The people wanted to build a tower with its top reaching into heaven. Their undertaking ended in a fiasco, the confusion of languages, which we can read about in the Bible. The people were no longer able to understand each other (Genesis 11).

There are 6,000 languages worldwide with a downward tendency. Languages can become extinct. Every year languages die because there are no speakers left. About 3,000 languages are currently in danger. That is one reason why UNESCO announced the first International Mother Language Day in the year 2000. The day is observed every year on 21 February.

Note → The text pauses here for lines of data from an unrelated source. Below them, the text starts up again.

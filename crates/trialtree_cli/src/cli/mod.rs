//! Command implementations for the trialtree CLI.
//!
//! Read commands settle the requested subtree first, so their output reflects
//! the store as of the call instead of a half-loaded cache.

pub mod browse;
pub mod context;
pub mod edit;
pub mod output;
use clap::Parser;

mod cli;

fn main() -> anyhow::Result<()> {
    let args = cli::Cli::parse();
    args.run()?;
    Ok(())
}
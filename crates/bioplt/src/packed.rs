//! The in-memory form of a PLT pixel stream.

/// A single packed pixel: a gray intensity plus the material tag of the
/// layer it belongs to.
#[derive(Debug, Clone, Copy, PartialEq, Eq, Hash)]
pub struct PackedPixel {
    pub intensity: u8,
    pub material: u8,
}

/// The "no material assigned" pixel. Written for every canvas position no
/// layer covers.
pub const SENTINEL: PackedPixel = PackedPixel {
    intensity: 255,
    material: 0,
};

/// A full-canvas grid of packed pixels, stored row-major with row 0 at the
/// top of the canvas.
///
/// The on-disk stream stores rows bottom-to-top instead; the codec performs
/// that flip, so a `PackedImage` is always in canvas orientation.
#[derive(Debug, Clone, PartialEq, Eq)]
pub struct PackedImage {
    width: u32,
    height: u32,
    pixels: Vec<PackedPixel>,
}

impl PackedImage {
    /// Creates an image with every pixel set to [`SENTINEL`].
    #[must_use]
    pub fn new(width: u32, height: u32) -> Self {
        let len = width as usize * height as usize;
        PackedImage {
            width,
            height,
            pixels: vec![SENTINEL; len],
        }
    }

    /// Wraps an existing pixel vector. The vector length must match the
    /// dimensions.
    #[must_use]
    pub fn from_pixels(width: u32, height: u32, pixels: Vec<PackedPixel>) -> Self {
        assert_eq!(
            pixels.len(),
            width as usize * height as usize,
            "pixel count must equal width * height"
        );
        PackedImage {
            width,
            height,
            pixels,
        }
    }

    #[must_use]
    pub fn width(&self) -> u32 {
        self.width
    }

    #[must_use]
    pub fn height(&self) -> u32 {
        self.height
    }

    #[must_use]
    pub fn pixels(&self) -> &[PackedPixel] {
        &self.pixels
    }

    #[must_use]
    pub fn get(&self, x: u32, y: u32) -> PackedPixel {
        assert!(x < self.width && y < self.height);
        self.pixels[y as usize * self.width as usize + x as usize]
    }

    pub fn set(&mut self, x: u32, y: u32, pixel: PackedPixel) {
        assert!(x < self.width && y < self.height);
        self.pixels[y as usize * self.width as usize + x as usize] = pixel;
    }

    /// Returns a copy of this image with its row order reversed.
    ///
    /// This is the single coordinate-system reconciliation between canvas
    /// orientation (row 0 on top) and file orientation (row 0 at the
    /// bottom). It is its own inverse.
    #[must_use]
    pub fn flipped_vertical(&self) -> PackedImage {
        let width = self.width as usize;
        if width == 0 {
            return self.clone();
        }
        let mut pixels = Vec::with_capacity(self.pixels.len());
        for row in self.pixels.chunks_exact(width).rev() {
            pixels.extend_from_slice(row);
        }
        PackedImage {
            width: self.width,
            height: self.height,
            pixels,
        }
    }
}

“International Mother Language Day marks the significance of language and its cultural heritage. The day is observed to promote and preserve linguistic diversity and the mother tongue and to strengthen people’s awareness for linguistic and cultural traditions,” UNESCO explains. A particular focus is on so-called minority languages, languages which are spoken by less than 10,000 people. Subsequent generations are no longer taught these languages, meaning that not only the languages themselves go lost but also people’s identity.

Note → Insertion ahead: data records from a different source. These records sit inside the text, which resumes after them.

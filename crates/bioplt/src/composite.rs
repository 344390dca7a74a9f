//! Splitting a packed image into per-material masks and merging host
//! layers back into a packed image.

use crate::catalog::Material;
use crate::clip::clip_to_canvas;
use crate::error::Error;
use crate::host::{ColorMode, Host};
use crate::packed::{PackedImage, PackedPixel};
use crate::resolve::BindingTable;

/// Alpha values at or below this are treated as not covering the pixel
/// when a layer carries an alpha channel. The comparison is strict:
/// alpha 127 is skipped, alpha 128 is written.
pub const ALPHA_THRESHOLD: u8 = 127;

/// A full-canvas gray+alpha raster for one material slot, as produced on
/// decode. Pixels tagged with the slot's material carry their intensity and
/// full alpha; all others are transparent black.
#[derive(Debug, Clone)]
pub struct SlotMask {
    material: Material,
    width: u32,
    height: u32,
    pixels: Vec<u8>,
}

impl SlotMask {
    #[must_use]
    pub fn material(&self) -> Material {
        self.material
    }

    #[must_use]
    pub fn width(&self) -> u32 {
        self.width
    }

    #[must_use]
    pub fn height(&self) -> u32 {
        self.height
    }

    /// Interleaved (intensity, alpha) pairs, row-major in canvas
    /// orientation.
    #[must_use]
    pub fn data(&self) -> &[u8] {
        &self.pixels
    }

    /// True when no pixel of the image belongs to this slot.
    #[must_use]
    pub fn is_empty(&self) -> bool {
        self.pixels.chunks_exact(2).all(|pair| pair[1] == 0)
    }
}

/// Splits a packed image into one mask per catalog slot.
///
/// Pure and total: pixels with a material tag outside the catalog simply
/// appear in no mask. Note that background sentinel pixels carry tag 0 and
/// therefore land in the skin mask with intensity 255; this mirrors the
/// original loader and keeps gray round trips exact.
#[must_use]
pub fn split_to_masks(image: &PackedImage) -> Vec<SlotMask> {
    Material::ALL
        .into_iter()
        .map(|material| {
            let mut pixels = vec![0u8; image.pixels().len() * 2];
            for (index, pixel) in image.pixels().iter().enumerate() {
                if pixel.material == material.tag() {
                    pixels[index * 2] = pixel.intensity;
                    pixels[index * 2 + 1] = 255;
                }
            }
            SlotMask {
                material,
                width: image.width(),
                height: image.height(),
                pixels,
            }
        })
        .collect()
}

/// Reduces one layer pixel to a single intensity. Gray layers use their
/// single channel; RGB layers use the truncated mean of the three
/// channels.
fn reduce_intensity(pixel: &[u8], color_channels: usize) -> u8 {
    if color_channels >= 3 {
        let sum = u16::from(pixel[0]) + u16::from(pixel[1]) + u16::from(pixel[2]);
        (sum / 3) as u8
    } else {
        pixel[0]
    }
}

/// Merges the bound slot layers of a canvas into a packed image.
///
/// Every output pixel starts as the background sentinel. Slots are visited
/// in catalog order (slot 0 first); each bound layer is clipped against the
/// canvas and written into the output:
///
/// - layers with an alpha channel write only where alpha exceeds
///   [`ALPHA_THRESHOLD`], leaving earlier writes (or the sentinel) in place
///   elsewhere;
/// - layers without alpha are treated as fully opaque and overwrite the
///   whole clipped region unconditionally.
///
/// The stacking precedence is therefore "higher slot index wins" on
/// opaque overlaps, not host z-order. That is the documented behavior of
/// the format's original writer and is preserved as-is.
///
/// Fails with [`Error::UnsupportedColorMode`] on indexed canvases, before
/// any layer data is read.
pub fn merge_from_layers<H: Host>(
    host: &H,
    canvas: &H::Canvas,
    bindings: &BindingTable<H::Layer>,
) -> Result<PackedImage, Error> {
    let mode = host.canvas_mode(canvas);
    if mode == ColorMode::Indexed {
        return Err(Error::UnsupportedColorMode(mode));
    }
    let (canvas_w, canvas_h) = host.canvas_size(canvas);
    let mut out = PackedImage::new(canvas_w, canvas_h);

    for binding in bindings.iter() {
        let Some(layer) = binding.layer.as_ref() else {
            continue;
        };
        let (layer_w, layer_h) = host.layer_size(layer);
        let offset = host.layer_offset(layer);
        let Some(rect) = clip_to_canvas(canvas_w, canvas_h, offset, layer_w, layer_h) else {
            continue;
        };

        let data = host.read_region(layer, rect.layer_x, rect.layer_y, rect.width, rect.height);
        let bytes_per_pixel = host.layer_bytes_per_pixel(layer);
        let has_alpha = host.layer_has_alpha(layer);
        let color_channels = bytes_per_pixel - usize::from(has_alpha);

        for j in 0..rect.height {
            for i in 0..rect.width {
                let start = (j as usize * rect.width as usize + i as usize) * bytes_per_pixel;
                let pixel = &data[start..start + bytes_per_pixel];
                if has_alpha && pixel[bytes_per_pixel - 1] <= ALPHA_THRESHOLD {
                    continue;
                }
                out.set(
                    rect.canvas_x + i,
                    rect.canvas_y + j,
                    PackedPixel {
                        intensity: reduce_intensity(pixel, color_channels),
                        material: binding.material.tag(),
                    },
                );
            }
        }
    }

    Ok(out)
}

#[cfg(test)]
mod tests {
    use super::*;
    use crate::host::mem::{LayerId, MemHost};
    use crate::packed::SENTINEL;
    use crate::resolve::resolve_layers;

    fn gray_canvas(
        host: &mut MemHost,
        width: u32,
        height: u32,
    ) -> <MemHost as Host>::Canvas {
        host.create_canvas(width, height, ColorMode::Gray).unwrap()
    }

    fn add_layer(
        host: &mut MemHost,
        canvas: &<MemHost as Host>::Canvas,
        name: &str,
        width: u32,
        height: u32,
        has_alpha: bool,
    ) -> LayerId {
        let layer = host.create_layer(canvas, name, width, height, has_alpha);
        host.insert_layer(canvas, layer, 0);
        layer
    }

    #[test]
    fn split_masks_partition_by_tag() {
        let mut image = PackedImage::new(2, 1);
        image.set(0, 0, PackedPixel { intensity: 80, material: 1 });
        image.set(1, 0, PackedPixel { intensity: 90, material: 9 });

        let masks = split_to_masks(&image);
        assert_eq!(masks.len(), 10);
        assert_eq!(masks[1].data(), &[80, 255, 0, 0]);
        assert_eq!(masks[9].data(), &[0, 0, 90, 255]);
        assert!(masks[2].is_empty());
        assert!(!masks[1].is_empty());
    }

    #[test]
    fn split_puts_sentinel_pixels_in_slot_zero() {
        let image = PackedImage::new(1, 1);
        let masks = split_to_masks(&image);
        assert_eq!(masks[0].data(), &[255, 255]);
        assert!(masks.iter().skip(1).all(SlotMask::is_empty));
    }

    #[test]
    fn out_of_catalog_tags_match_no_mask() {
        let mut image = PackedImage::new(1, 1);
        image.set(0, 0, PackedPixel { intensity: 1, material: 42 });
        let masks = split_to_masks(&image);
        assert!(masks.iter().all(SlotMask::is_empty));
    }

    #[test]
    fn merge_with_no_bindings_is_all_sentinel() {
        let mut host = MemHost::new();
        let canvas = gray_canvas(&mut host, 3, 3);
        let table = resolve_layers(&host, &canvas);

        let image = merge_from_layers(&host, &canvas, &table).unwrap();
        assert!(image.pixels().iter().all(|px| *px == SENTINEL));
    }

    #[test]
    fn alpha_threshold_is_strict() {
        let mut host = MemHost::new();
        let canvas = gray_canvas(&mut host, 2, 1);
        let skin = add_layer(&mut host, &canvas, "skin", 2, 1, true);
        host.write_region(&skin, 0, 0, 2, 1, &[100, 127, 200, 128]);

        let table = resolve_layers(&host, &canvas);
        let image = merge_from_layers(&host, &canvas, &table).unwrap();
        // Alpha 127 is at the threshold: not written, sentinel survives.
        assert_eq!(image.get(0, 0), SENTINEL);
        // Alpha 128 is one above: written.
        assert_eq!(image.get(1, 0), PackedPixel { intensity: 200, material: 0 });
    }

    #[test]
    fn opaque_layer_overwrites_earlier_slot() {
        let mut host = MemHost::new();
        let canvas = gray_canvas(&mut host, 1, 1);
        let metal = add_layer(&mut host, &canvas, "metal1", 1, 1, true);
        host.write_region(&metal, 0, 0, 1, 1, &[50, 255]);
        // cloth2 (slot 5) has no alpha channel: unconditionally opaque.
        let cloth = add_layer(&mut host, &canvas, "cloth2", 1, 1, false);
        host.write_region(&cloth, 0, 0, 1, 1, &[60]);

        let table = resolve_layers(&host, &canvas);
        let image = merge_from_layers(&host, &canvas, &table).unwrap();
        assert_eq!(image.get(0, 0), PackedPixel { intensity: 60, material: 5 });
    }

    #[test]
    fn transparent_later_slot_preserves_earlier_write() {
        let mut host = MemHost::new();
        let canvas = gray_canvas(&mut host, 1, 1);
        let hair = add_layer(&mut host, &canvas, "hair", 1, 1, true);
        host.write_region(&hair, 0, 0, 1, 1, &[70, 255]);
        // A fully transparent later slot must not erase hair's pixel.
        add_layer(&mut host, &canvas, "tattoo2", 1, 1, true);

        let table = resolve_layers(&host, &canvas);
        let image = merge_from_layers(&host, &canvas, &table).unwrap();
        assert_eq!(image.get(0, 0), PackedPixel { intensity: 70, material: 1 });
    }

    #[test]
    fn rgb_layers_reduce_by_truncated_mean() {
        let mut host = MemHost::new();
        let canvas = host.create_canvas(2, 1, ColorMode::Rgb).unwrap();
        let skin = add_layer(&mut host, &canvas, "skin", 2, 1, true);
        // (10 + 11 + 13) / 3 = 11.33 -> 11; (255 + 255 + 254) / 3 -> 254
        host.write_region(&skin, 0, 0, 2, 1, &[10, 11, 13, 255, 255, 255, 254, 255]);

        let table = resolve_layers(&host, &canvas);
        let image = merge_from_layers(&host, &canvas, &table).unwrap();
        assert_eq!(image.get(0, 0).intensity, 11);
        assert_eq!(image.get(1, 0).intensity, 254);
    }

    #[test]
    fn offset_layers_are_clipped() {
        let mut host = MemHost::new();
        let canvas = gray_canvas(&mut host, 2, 2);
        let skin = add_layer(&mut host, &canvas, "skin", 2, 2, false);
        host.fill_layer(skin, &[33]);
        // Shift the layer so only its bottom-right pixel stays on canvas.
        host.set_layer_offset(skin, -1, -1);

        let table = resolve_layers(&host, &canvas);
        let image = merge_from_layers(&host, &canvas, &table).unwrap();
        assert_eq!(image.get(0, 0), PackedPixel { intensity: 33, material: 0 });
        assert_eq!(image.get(1, 0), SENTINEL);
        assert_eq!(image.get(0, 1), SENTINEL);
        assert_eq!(image.get(1, 1), SENTINEL);
    }

    #[test]
    fn fully_offscreen_layer_contributes_nothing() {
        let mut host = MemHost::new();
        let canvas = gray_canvas(&mut host, 2, 2);
        let skin = add_layer(&mut host, &canvas, "skin", 2, 2, false);
        host.fill_layer(skin, &[33]);
        host.set_layer_offset(skin, 10, 10);

        let table = resolve_layers(&host, &canvas);
        let image = merge_from_layers(&host, &canvas, &table).unwrap();
        assert!(image.pixels().iter().all(|px| *px == SENTINEL));
    }

    #[test]
    fn indexed_canvas_is_rejected() {
        let mut host = MemHost::new();
        let canvas = host.create_canvas(2, 2, ColorMode::Indexed).unwrap();
        let table = resolve_layers(&host, &canvas);
        assert!(matches!(
            merge_from_layers(&host, &canvas, &table),
            Err(Error::UnsupportedColorMode(ColorMode::Indexed))
        ));
    }

    #[test]
    fn two_by_one_scenario() {
        // Smallest interesting canvas: one skin pixel, one background pixel.
        let mut host = MemHost::new();
        let canvas = gray_canvas(&mut host, 2, 1);
        let skin = add_layer(&mut host, &canvas, "skin", 2, 1, true);
        host.write_region(&skin, 0, 0, 2, 1, &[200, 255, 0, 0]);

        let table = resolve_layers(&host, &canvas);
        let image = merge_from_layers(&host, &canvas, &table).unwrap();
        assert_eq!(image.get(0, 0), PackedPixel { intensity: 200, material: 0 });
        assert_eq!(image.get(1, 0), SENTINEL);

        let encoded = crate::codec::encode(&image);
        assert_eq!(encoded.len(), 26);
        assert_eq!(crate::codec::decode(&encoded).unwrap(), image);
    }
}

Language connects and mediates

To make yourself understood to someone who does not speak your mother tongue, you need a translator or an interpreter. Through their work, the meaning becomes clear. At the same time, they promote the world’s linguistic diversity and bring people together—across language barriers.

People who understand, speak, and write a number of languages apply their knowledge and experience across geographical and cultural borders. Also brothers and sisters of the New Apostolic Church are involved in this communication process. Without them there would be no nac.today, no community, and no interpreting in divine services.

“My favourite language is the German language, because it is the language of my ancestors, which I spoke as a little girl,” Elisabet says. She has been working as a translator and interpreter for the New Apostolic Church in South America for nearly 30 years. “I see myself as an instrument so that the treasures that are hidden in one language can also be understood by people who do not know this language, and make them rich.” This is Elisabet’s motivation for her work, which is not always easy.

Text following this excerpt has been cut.